By the way, aren't the kids asleep at some point? Can you get some alone time
then? This can be a spiraling place too, by the way (alone at night) but
handled constructively can be a place to recharge.

Also, I'd echo everyone who says make improving your relationship top priority
and to consider therapy.

I'm not out of the woods yet but things have gotten a litte bit better for me
last six months or so:

-Took the mindset, "I'm going to take a year just to be less intense about work and improve my health and well being outside of work and tip the life-work balance much more toward 'life'. A year of just healing and self focused improvement." When I was younger everything was about drive and going above and beyond at work. I decided to just turn inward for a while and let that go. I realized I had had kids, moved, and never rebuilt my self care routines. Or any routines, really, except for some unhealthy ones.
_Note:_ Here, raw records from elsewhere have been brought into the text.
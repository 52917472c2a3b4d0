use sea_orm::DatabaseConnection;
use serde::Serialize;

/// SeaORM-based database implementation
#[derive(Debug, Clone)]
pub struct SeaOrmDatabase {
    pub(super) db: DatabaseConnection,
    /// Backend type indicator
    pub(super) backend_type: DatabaseBackendType,
}

/// Database backend type indicator
#[derive(Debug, Clone, Copy, PartialEq, Eq, Serialize)]
pub enum DatabaseBackendType {
    PostgreSQL,
    SQLite,
}

impl DatabaseBackendType {
    /// Backend addressed by a connection URL
    pub fn from_url(url: &str) -> Self {
        if url.starts_with("sqlite") {
            Self::SQLite
        } else {
            Self::PostgreSQL
        }
    }
}

/// Database statistics
#[derive(Debug, Clone, Copy, Default, Serialize)]
pub struct DatabaseStats {
    /// Number of stored batches
    pub batches: u64,
    /// Number of stored records
    pub records: u64,
}
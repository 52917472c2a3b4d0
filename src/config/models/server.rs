//! Server configuration

use super::*;
use serde::{Deserialize, Serialize};
use tracing::warn;

/// Server configuration
#[derive(Debug, Clone, Serialize, Deserialize)]
pub struct ServerConfig {
    /// Server host
    #[serde(default = "default_host")]
    pub host: String,
    /// Server port
    #[serde(default = "default_port")]
    pub port: u16,
    /// Number of worker threads
    pub workers: Option<usize>,
    /// Request timeout in seconds
    #[serde(default = "default_timeout")]
    pub timeout: u64,
    /// Maximum upload size in bytes
    #[serde(default = "default_max_body_size")]
    pub max_body_size: usize,
    /// CORS configuration
    #[serde(default)]
    pub cors: CorsConfig,
}

impl Default for ServerConfig {
    fn default() -> Self {
        Self {
            host: default_host(),
            port: default_port(),
            workers: None,
            timeout: default_timeout(),
            max_body_size: default_max_body_size(),
            cors: CorsConfig::default(),
        }
    }
}

impl ServerConfig {
    /// Get the server address
    pub fn address(&self) -> String {
        format!("{}:{}", self.host, self.port)
    }

    /// Get the number of workers (defaults to CPU count)
    pub fn worker_count(&self) -> usize {
        self.workers.unwrap_or_else(num_cpus::get)
    }

    /// Validate server configuration
    pub fn validate(&self) -> Result<(), String> {
        if self.port == 0 {
            return Err("Port cannot be 0".to_string());
        }

        if self.timeout == 0 {
            return Err("Timeout cannot be 0".to_string());
        }

        if self.max_body_size == 0 {
            return Err("Max body size cannot be 0".to_string());
        }

        if self.workers == Some(0) {
            return Err("Workers cannot be 0".to_string());
        }

        self.cors.validate()
    }
}

/// CORS configuration
#[derive(Debug, Clone, Serialize, Deserialize)]
pub struct CorsConfig {
    /// Enable CORS
    #[serde(default = "default_true")]
    pub enabled: bool,
    /// Allowed origins (empty means allow all)
    #[serde(default)]
    pub allowed_origins: Vec<String>,
    /// Allowed methods
    #[serde(default = "default_cors_methods")]
    pub allowed_methods: Vec<String>,
    /// Max age for preflight requests
    #[serde(default = "default_cors_max_age")]
    pub max_age: u32,
}

impl Default for CorsConfig {
    fn default() -> Self {
        Self {
            enabled: true,
            allowed_origins: vec![],
            allowed_methods: default_cors_methods(),
            max_age: default_cors_max_age(),
        }
    }
}

impl CorsConfig {
    /// Check if CORS allows all origins
    pub fn allows_all_origins(&self) -> bool {
        self.allowed_origins.is_empty() || self.allowed_origins.iter().any(|o| o == "*")
    }

    /// Validate CORS configuration
    pub fn validate(&self) -> Result<(), String> {
        if self.enabled && self.allows_all_origins() {
            warn!("CORS allows all origins. This may be insecure for production.");
        }
        if self.enabled && self.allowed_methods.is_empty() {
            return Err("CORS enabled without any allowed methods".to_string());
        }
        Ok(())
    }
}

fn default_cors_methods() -> Vec<String> {
    vec![
        "GET".to_string(),
        "POST".to_string(),
        "DELETE".to_string(),
        "OPTIONS".to_string(),
    ]
}

fn default_cors_max_age() -> u32 {
    3600
}
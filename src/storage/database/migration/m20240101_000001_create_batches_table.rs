use sea_orm_migration::prelude::*;

#[derive(DeriveMigrationName)]
pub struct Migration;

#[async_trait::async_trait]
impl MigrationTrait for Migration {
    async fn up(&self, manager: &SchemaManager) -> Result<(), DbErr> {
        manager
            .create_table(
                Table::create()
                    .table(Batches::Table)
                    .if_not_exists()
                    .col(ColumnDef::new(Batches::Id).uuid().not_null().primary_key())
                    .col(ColumnDef::new(Batches::Filename).string_len(255).not_null())
                    .col(ColumnDef::new(Batches::CutDate).date().not_null())
                    .col(
                        ColumnDef::new(Batches::TotalRecords)
                            .integer()
                            .not_null()
                            .default(0),
                    )
                    .col(
                        ColumnDef::new(Batches::Status)
                            .string_len(20)
                            .not_null()
                            .default("pending"),
                    )
                    .col(
                        ColumnDef::new(Batches::CreatedAt)
                            .timestamp_with_time_zone()
                            .not_null()
                            .default(Expr::current_timestamp()),
                    )
                    .to_owned(),
            )
            .await?;

        manager
            .create_index(
                Index::create()
                    .if_not_exists()
                    .name("idx_batches_cut_date")
                    .table(Batches::Table)
                    .col(Batches::CutDate)
                    .to_owned(),
            )
            .await?;

        manager
            .create_index(
                Index::create()
                    .if_not_exists()
                    .name("idx_batches_created_at")
                    .table(Batches::Table)
                    .col(Batches::CreatedAt)
                    .to_owned(),
            )
            .await?;

        Ok(())
    }

    async fn down(&self, manager: &SchemaManager) -> Result<(), DbErr> {
        manager
            .drop_table(Table::drop().table(Batches::Table).to_owned())
            .await
    }
}

#[derive(DeriveIden)]
enum Batches {
    Table,
    Id,
    Filename,
    CutDate,
    TotalRecords,
    Status,
    CreatedAt,
}
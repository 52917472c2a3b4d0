use sea_orm_migration::prelude::*;

mod m20240101_000001_create_batches_table;
mod m20240101_000002_create_records_table;

/// Database migrator for SeaORM
pub struct Migrator;

#[async_trait::async_trait]
impl MigratorTrait for Migrator {
    fn migrations() -> Vec<Box<dyn MigrationTrait>> {
        vec![
            Box::new(m20240101_000001_create_batches_table::Migration),
            Box::new(m20240101_000002_create_records_table::Migration),
        ]
    }
}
-Stopped drinking at home at night after everyone went to sleep. This was hurting my sleep (I stay up later when I drink), my health generally (eating lot of crap due to booze, missing morning workouts), my attitude at work (due to lack of sleep, being hungover). I am reasonably sure I am not an alcoholic; quitting was somewhat surprisingly not a struggle — but I was definitely using alcohol as an escape and crutch and just bad habit.

-With my wife on board, carved out time, and more importantly personal dedication to, working out 3x week. For me it's a group exercise class I really like but I also enjoy running and would do that if I didn't have the group stuff. This helped my mood a lot, although you need to watch for exhaustion issues, especially when you first start exercising. (I had been working out roughly 1x/week for couple years then 2x week for couple months before I went to 3x.)

-At work, focused on putting one foot in front of the other — picked my battles, stopped trying to "save" the company from bad patterns, narrowed my job focus as much as I could, avoided speaking up in meetings on things that didn't directly concern me as often as I could bite my tongue. Tried to honestly assess where I have room to improve and things to learn (even if there is institutional dysfunction/injustice in my way). This made work less about misery and discontent and more about an opportunity to grow.

All this has helped give me more patience and energy with my kids and spouse.
I am not perfect (I still can be defensive and snippy) but it's improved a ton
from when I was maximally stressed and feeling powerless and stuck. And I find
as my mindset has changes, and with help from workout endorphins and more
sleep, I am more appreciative of how great my kids and wife are. (I always
knew this and often expressed it but now I'm wasting less time feeling tired,
angry and distracted on weekends about work crap, etc.)

Hang in there, it will get better.

(Also how old are your kids? are you getting sleep? The sleep situation
improves a lot every year for the first several years!)

------
thelastidiot
Same situation only a bit later in life (I've got good genes, knock on
wood...) In fact, I already had a mid-life crisis in my 30s, coz my first wife
told me I would die at 60 (she was a palm-reader.) So my advice to the
youngsters reading this: have your mid-life crisis before your first
hemorrhoid, it helps. Regarding the wifey and kids, I found a partner who
knows my situation at home and we do crazy things with her just to blow the
steam. Then I confess on Sunday and it's all good.